Porque não a verdade?

Quando me mudei definitivamente para Salvador, morei por uns dias no pensionato de Dona Anísia, ali na Rua Direita da Piedade, 9. Eu já conhecia Salvador muito bem, vinha aqui passear, comprar pilhas para o aparelho de surdez do Padre Honorato e minhas turmas de amigos faziam ponto na entrada da Araújo Pinho, no bairro do Canela, e no Edifício Cidade de Saúde, defronte ao Colégio Severino Vieira, onde morava a família Exler, os alemães de Poções.

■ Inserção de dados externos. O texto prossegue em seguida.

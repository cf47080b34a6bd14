/* -------------------------------------------------------------------------- *\
 *        Apache 2.0 License Copyright © 2023-2025 The Kubuild Authors        *
 *                                                                            *
 *         +-------------------------------------------------------+          *
 *         | ██╗  ██╗██╗   ██╗██████╗ ██╗   ██╗██╗██╗     ██████╗  |          *
 *         | ██║ ██╔╝██║   ██║██╔══██╗██║   ██║██║██║     ██╔══██╗ |          *
 *         | █████╔╝ ██║   ██║██████╔╝██║   ██║██║██║     ██║  ██║ |          *
 *         | ██╔═██╗ ██║   ██║██╔══██╗██║   ██║██║██║     ██║  ██║ |          *
 *         | ██║  ██╗╚██████╔╝██████╔╝╚██████╔╝██║███████╗██████╔╝ |          *
 *         | ╚═╝  ╚═╝ ╚═════╝ ╚═════╝  ╚═════╝ ╚═╝╚══════╝╚═════╝  |          *
 *         +-------------------------------------------------------+          *
 *                                                                            *
 *                   In-Cluster Image Builds for Kubernetes                   *
 *                                                                            *
 * -------------------------------------------------------------------------- *
 *                                                                            *
 *   Licensed under the Apache License, Version 2.0 (the "License");          *
 *   you may not use this file except in compliance with the License.         *
 *   You may obtain a copy of the License at                                  *
 *                                                                            *
 *       http://www.apache.org/licenses/LICENSE-2.0                           *
 *                                                                            *
 *   Unless required by applicable law or agreed to in writing, software      *
 *   distributed under the License is distributed on an "AS IS" BASIS,        *
 *   WITHOUT WARRANTIES OR CONDITIONS OF ANY KIND, either express or implied. *
 *   See the License for the specific language governing permissions and      *
 *   limitations under the License.                                           *
 *                                                                            *
\* -------------------------------------------------------------------------- */

//! Sub-protocol proxies mounted on the buildkitd-facing session server.
//!
//! Most are transparent: requests from the daemon forward over the
//! nested channel to the CLI's session server, responses stream back.
//! The file-send proxy is the hijack site: export payloads that belong
//! in the node runtime are diverted into the image loader (and the
//! replication roster) instead of crossing back to the CLI.

use crate::server::ProxyServer;
use bytes::Bytes;
use kubuild_proto::filesync::auth_client::AuthClient;
use kubuild_proto::filesync::file_send_client::FileSendClient;
use kubuild_proto::filesync::file_sync_client::FileSyncClient;
use kubuild_proto::filesync::{
    BytesMessage as FsBytesMessage, CredentialsRequest,
    CredentialsResponse, FetchTokenRequest, FetchTokenResponse,
    GetTokenAuthorityRequest, GetTokenAuthorityResponse, Packet,
    VerifyTokenAuthorityRequest, VerifyTokenAuthorityResponse,
};
use kubuild_proto::secrets::secrets_client::SecretsClient;
use kubuild_proto::secrets::{GetSecretRequest, GetSecretResponse};
use kubuild_proto::ssh::ssh_client::SshClient;
use kubuild_proto::ssh::{
    BytesMessage as SshBytesMessage, CheckAgentRequest,
    CheckAgentResponse,
};
use kubuild_proto::upload::upload_client::UploadClient;
use kubuild_proto::upload::BytesMessage as UploadBytesMessage;
use tokio::sync::mpsc;
use tokio_stream::wrappers::ReceiverStream;
use tokio_util::io::StreamReader;
use tonic::metadata::{KeyAndValueRef, MetadataMap};
use tonic::transport::Channel;
use tonic::{Request, Response, Status, Streaming};
use tracing::{debug, warn};

// Exporter metadata marker the daemon attaches to export transfers.
const KEY_EXPORTER_META_PREFIX: &str = "exporter-md-";

type RespStream<M> = ReceiverStream<Result<M, Status>>;

fn forwarded<T>(metadata: &MetadataMap, message: T) -> Request<T> {
    let mut req = Request::new(message);
    *req.metadata_mut() = metadata.clone();
    req
}

/// Forward daemon-side stream messages into a client request channel.
fn pump_requests<M: Send + 'static>(
    mut from: Streaming<M>,
    to: mpsc::Sender<M>,
) {
    let _ = tokio::spawn(async move {
        loop {
            match from.message().await {
                Ok(Some(msg)) => {
                    if to.send(msg).await.is_err() {
                        return;
                    }
                }
                Ok(None) => return,
                Err(status) => {
                    debug!("stream pump ended: {status}");
                    return;
                }
            }
        }
    });
}

/// Forward client response messages back to the daemon-side stream.
fn pump_responses<M: Send + 'static>(
    mut from: Streaming<M>,
    to: mpsc::Sender<Result<M, Status>>,
) {
    let _ = tokio::spawn(async move {
        loop {
            match from.message().await {
                Ok(Some(msg)) => {
                    if to.send(Ok(msg)).await.is_err() {
                        return;
                    }
                }
                Ok(None) => return,
                Err(status) => {
                    let _ = to.send(Err(status)).await;
                    return;
                }
            }
        }
    });
}

/// Routes credential and token requests through to the CLI.
pub(crate) struct AuthProxy {
    pub client: AuthClient<Channel>,
}

#[tonic::async_trait]
impl kubuild_proto::filesync::auth_server::Auth for AuthProxy {
    async fn credentials(
        &self,
        request: Request<CredentialsRequest>,
    ) -> Result<Response<CredentialsResponse>, Status> {
        debug!(
            "proxying Auth Credentials request for {}",
            request.get_ref().host
        );
        self.client.clone().credentials(request).await
    }

    async fn fetch_token(
        &self,
        request: Request<FetchTokenRequest>,
    ) -> Result<Response<FetchTokenResponse>, Status> {
        self.client.clone().fetch_token(request).await
    }

    async fn get_token_authority(
        &self,
        request: Request<GetTokenAuthorityRequest>,
    ) -> Result<Response<GetTokenAuthorityResponse>, Status> {
        self.client.clone().get_token_authority(request).await
    }

    async fn verify_token_authority(
        &self,
        request: Request<VerifyTokenAuthorityRequest>,
    ) -> Result<Response<VerifyTokenAuthorityResponse>, Status> {
        self.client.clone().verify_token_authority(request).await
    }
}

/// Routes secret lookups through to the CLI.
pub(crate) struct SecretsProxy {
    pub client: SecretsClient<Channel>,
}

#[tonic::async_trait]
impl kubuild_proto::secrets::secrets_server::Secrets for SecretsProxy {
    async fn get_secret(
        &self,
        request: Request<GetSecretRequest>,
    ) -> Result<Response<GetSecretResponse>, Status> {
        debug!("proxying Secrets {:?}", request.get_ref());
        self.client.clone().get_secret(request).await
    }
}

/// Routes agent checks and pipes agent forwarding streams.
pub(crate) struct SshProxy {
    pub client: SshClient<Channel>,
    pub metadata: MetadataMap,
}

#[tonic::async_trait]
impl kubuild_proto::ssh::ssh_server::Ssh for SshProxy {
    async fn check_agent(
        &self,
        request: Request<CheckAgentRequest>,
    ) -> Result<Response<CheckAgentResponse>, Status> {
        debug!("proxying SSH CheckAgent {:?}", request.get_ref());
        self.client.clone().check_agent(request).await
    }

    type ForwardAgentStream = RespStream<SshBytesMessage>;

    async fn forward_agent(
        &self,
        request: Request<Streaming<SshBytesMessage>>,
    ) -> Result<Response<Self::ForwardAgentStream>, Status> {
        let incoming = request.into_inner();
        let (req_tx, req_rx) = mpsc::channel(8);
        let client_resp = self
            .client
            .clone()
            .forward_agent(forwarded(
                &self.metadata,
                ReceiverStream::new(req_rx),
            ))
            .await
            .map_err(|e| {
                Status::unavailable(format!(
                    "failed to establish SSH ForwardAgent to CLI: {e}"
                ))
            })?
            .into_inner();

        pump_requests(incoming, req_tx);
        let (resp_tx, resp_rx) = mpsc::channel(8);
        pump_responses(client_resp, resp_tx);
        Ok(Response::new(ReceiverStream::new(resp_rx)))
    }
}

/// Pipes build-context transfers between daemon and CLI.
pub(crate) struct FileSyncProxy {
    pub client: FileSyncClient<Channel>,
    pub metadata: MetadataMap,
}

#[tonic::async_trait]
impl kubuild_proto::filesync::file_sync_server::FileSync for FileSyncProxy {
    type DiffCopyStream = RespStream<Packet>;

    async fn diff_copy(
        &self,
        request: Request<Streaming<Packet>>,
    ) -> Result<Response<Self::DiffCopyStream>, Status> {
        debug!("proxying files from build context");
        let incoming = request.into_inner();
        let (req_tx, req_rx) = mpsc::channel(16);
        let client_resp = self
            .client
            .clone()
            .diff_copy(forwarded(
                &self.metadata,
                ReceiverStream::new(req_rx),
            ))
            .await
            .map_err(|e| {
                Status::unavailable(format!(
                    "failed to establish DiffCopy to CLI: {e}"
                ))
            })?
            .into_inner();

        pump_requests(incoming, req_tx);
        let (resp_tx, resp_rx) = mpsc::channel(16);
        pump_responses(client_resp, resp_tx);
        Ok(Response::new(ReceiverStream::new(resp_rx)))
    }

    type TarStreamStream = RespStream<Packet>;

    async fn tar_stream(
        &self,
        request: Request<Streaming<Packet>>,
    ) -> Result<Response<Self::TarStreamStream>, Status> {
        // Unused by the daemon as far as observed; define the failure
        // rather than silently misbehave if that ever changes.
        warn!(
            "the TarStream API is not implemented for the proxy, metadata: {:?}",
            request.metadata()
        );
        Err(Status::unimplemented(
            "the TarStream API is not implemented for the proxy",
        ))
    }
}

/// Pipes stdin-context uploads between daemon and CLI.
pub(crate) struct UploadProxy {
    pub client: UploadClient<Channel>,
    pub metadata: MetadataMap,
}

#[tonic::async_trait]
impl kubuild_proto::upload::upload_server::Upload for UploadProxy {
    type PullStream = RespStream<UploadBytesMessage>;

    async fn pull(
        &self,
        request: Request<Streaming<UploadBytesMessage>>,
    ) -> Result<Response<Self::PullStream>, Status> {
        debug!("proxying Upload Pull");
        let metadata = request.metadata().clone();
        let incoming = request.into_inner();
        let (req_tx, req_rx) = mpsc::channel(8);
        let client_resp = self
            .client
            .clone()
            .pull(forwarded(&metadata, ReceiverStream::new(req_rx)))
            .await
            .map_err(|e| {
                Status::unavailable(format!(
                    "failed to establish Upload Pull to CLI: {e}"
                ))
            })?
            .into_inner();

        pump_requests(incoming, req_tx);
        let (resp_tx, resp_rx) = mpsc::channel(8);
        pump_responses(client_resp, resp_tx);
        Ok(Response::new(ReceiverStream::new(resp_rx)))
    }
}

/// The hijack site: export payloads either divert into the node
/// runtime (and peers) or pass through to the CLI untouched.
pub(crate) struct FileSendProxy {
    pub client: FileSendClient<Channel>,
    pub session_id: String,
    pub server: ProxyServer,
    pub metadata: MetadataMap,
}

fn exporter_metadata_keys(md: &MetadataMap) -> Vec<String> {
    md.iter()
        .filter_map(|entry| match entry {
            KeyAndValueRef::Ascii(key, _) => {
                let key = key.as_str();
                key.starts_with(KEY_EXPORTER_META_PREFIX).then(|| {
                    key.trim_start_matches(KEY_EXPORTER_META_PREFIX)
                        .to_string()
                })
            }
            KeyAndValueRef::Binary(..) => None,
        })
        .collect()
}

#[tonic::async_trait]
impl kubuild_proto::filesync::file_send_server::FileSend for FileSendProxy {
    type DiffCopyStream = RespStream<FsBytesMessage>;

    async fn diff_copy(
        &self,
        request: Request<Streaming<FsBytesMessage>>,
    ) -> Result<Response<Self::DiffCopyStream>, Status> {
        let exporter_meta = exporter_metadata_keys(request.metadata());
        let mut incoming = request.into_inner();

        if !exporter_meta.is_empty()
            && self.server.hijack_required(&self.session_id).await
        {
            debug!(
                "detected a FileSend requiring hijack ({exporter_meta:?})"
            );

            // The return direction to the daemon is unused; complete it
            // once the load finishes.
            let (done_tx, done_rx) =
                mpsc::channel::<Result<FsBytesMessage, Status>>(1);

            let (bytes_tx, bytes_rx) =
                mpsc::channel::<Result<Bytes, std::io::Error>>(16);
            let _ = tokio::spawn(async move {
                loop {
                    match incoming.message().await {
                        Ok(Some(msg)) => {
                            if bytes_tx
                                .send(Ok(Bytes::from(msg.data)))
                                .await
                                .is_err()
                            {
                                return;
                            }
                        }
                        Ok(None) => return,
                        Err(status) => {
                            let _ = bytes_tx
                                .send(Err(std::io::Error::other(
                                    status,
                                )))
                                .await;
                            return;
                        }
                    }
                }
            });

            let server = self.server.clone();
            let _ = tokio::spawn(async move {
                let reader =
                    StreamReader::new(ReceiverStream::new(bytes_rx));
                let result = server.image_load(reader).await;
                if let Err(e) = &result {
                    let _ = done_tx
                        .send(Err(Status::internal(format!(
                            "image load failed: {e}"
                        ))))
                        .await;
                }
                // Dropping done_tx ends the stream towards the daemon.
            });

            return Ok(Response::new(ReceiverStream::new(done_rx)));
        }

        // Transparent pass-through to the CLI's export sink.
        let (req_tx, req_rx) = mpsc::channel(16);
        let client_resp = self
            .client
            .clone()
            .diff_copy(forwarded(
                &self.metadata,
                ReceiverStream::new(req_rx),
            ))
            .await
            .map_err(|e| {
                Status::unavailable(format!(
                    "failed to establish DiffCopy to CLI: {e}"
                ))
            })?
            .into_inner();

        pump_requests(incoming, req_tx);
        let (resp_tx, resp_rx) = mpsc::channel(16);
        pump_responses(client_resp, resp_tx);
        Ok(Response::new(ReceiverStream::new(resp_rx)))
    }
}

Era hora da verdade, tinha que encarar o curso de Estradas na Escola Técnica Federal, criar a nova turma e fazer jus a ter passado no vestibular. Do pessoal do Ginásio de Poções só restou meu primo Miguel Sola, mas ele passou para o curso de Mecânica. Fomos informados que deveríamos raspar a cabeça, pois o trote acontecia durante a matrícula e nos primeiros dias de aula. Assim, poderíamos passar despercebidos.

As turmas eram de 40 alunos por curso. Chegou o dia da primeira aula. A professora pediu para que cada um levantasse, fizesse uma breve apresentação dizendo onde havia estudado.

Nas vozes de cada colega não escutava alguém que tivesse vindo do interior. Achei que deveria seguir a mesma linha – não dizer que era de Poções, talvez por timidez e mentir seria mais fácil driblar a pressão de momento.

Chegou a minha vez e mais da metade da turma já havia se apresentado e as falas iam ficando mais reduzidas. Eu disse: “sou Luiz e estudei no Colégio Severino Vieira”.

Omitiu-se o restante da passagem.